Doctors in Congress question EPA claims on Asthma and Ozone

A group of doctors in Congress have recently sent a letter to the EPA questioning whether the agency’s plan to mandate the reduction of the current ozone standard from 75 ppb to between 65 and 70 ppb will be worth the expected expense. In the letter, the Congressional Reps noted weaknesses in the EPA’s assumptions, arguments, and research methodologies. For example,

  • There is no correlation between decreasing ozone levels and asthma rates.

    [A]ccording to EPA and the Centers for Disease Control and Prevention, asthma prevalence has increased by 15 percent since 2001, while ozone concentrations have decreased by 18 percent during the same time period.

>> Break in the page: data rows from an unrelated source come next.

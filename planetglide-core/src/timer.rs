//! Auto-resetting countdown used for cloud drift and dispersal cooldowns.

/// Fraction of the duration treated as "already there" when checking for
/// completion, so accumulated `f32` steps finish on the same tick as one
/// exact step would.
pub(crate) const COMPLETION_TOLERANCE: f32 = 1e-5;

/// A countdown that wraps back to zero each time it reaches its duration.
///
/// `elapsed` always stays in `[0, duration)`; every crossing of the
/// duration is reported exactly once by [`Timer::advance`].
#[derive(Debug, Clone, Copy, PartialEq)]
pub struct Timer {
    duration: f32,
    elapsed: f32,
}

impl Timer {
    /// Create a timer with the given duration in seconds.
    ///
    /// Durations are validated by the config layer; a non-positive value
    /// completes on every call to `advance`.
    pub fn new(duration: f32) -> Self {
        Self {
            duration,
            elapsed: 0.0,
        }
    }

    /// Add `dt` to the elapsed time.
    ///
    /// Returns `true` when the duration was reached, in which case the timer
    /// has already been reset to zero.
    pub fn advance(&mut self, dt: f32) -> bool {
        self.elapsed += dt;

        if self.elapsed >= self.duration * (1.0 - COMPLETION_TOLERANCE) {
            self.elapsed = 0.0;
            return true;
        }

        false
    }

    /// Elapsed time as a fraction of the duration, in `[0, 1)`.
    pub fn progress(&self) -> f32 {
        self.elapsed / self.duration
    }

    /// Restart the countdown from zero.
    pub fn reset(&mut self) {
        self.elapsed = 0.0;
    }

    pub fn duration(&self) -> f32 {
        self.duration
    }

    pub fn elapsed(&self) -> f32 {
        self.elapsed
    }
}
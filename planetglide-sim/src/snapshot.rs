use glam::{Mat4, Quat, Vec3};
use planetglide_core::{CameraPose, InstanceTransform};

/// Borrowed view of everything a renderer needs for one frame.
///
/// `clouds` and `particles` are laid out for direct upload with
/// `bytemuck::cast_slice`; hidden slots carry a zero-scale model matrix.
#[derive(Debug, Clone, Copy)]
pub struct RenderSnapshot<'a> {
    pub plane_position: Vec3,
    pub plane_orientation: Quat,
    pub camera: CameraPose,
    pub clouds: &'a [InstanceTransform],
    pub particles: &'a [InstanceTransform],
}

impl RenderSnapshot<'_> {
    pub fn plane_model(&self) -> Mat4 {
        Mat4::from_rotation_translation(self.plane_orientation, self.plane_position)
    }

    pub fn view_matrix(&self) -> Mat4 {
        self.camera.view_matrix()
    }

    pub fn cloud_bytes(&self) -> &[u8] {
        bytemuck::cast_slice(self.clouds)
    }

    pub fn particle_bytes(&self) -> &[u8] {
        bytemuck::cast_slice(self.particles)
    }
}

  • The EPA studies used test groups that are too small to obtain accurate results, or results that can be reliably applied to the U.S. population
  • Some 430,000 comments received by the EPA demonstrate there is “no certainty” on the proposed rule
  • EPA already admits that ozone levels have decreased by one-third since 1980
  • A NERA research report on the proposed ozone regulation forecasts costs to the economy of $140 billion per year from 2017 to 2040.

Read the full letter and the US Chamber of Commerce post on this issue.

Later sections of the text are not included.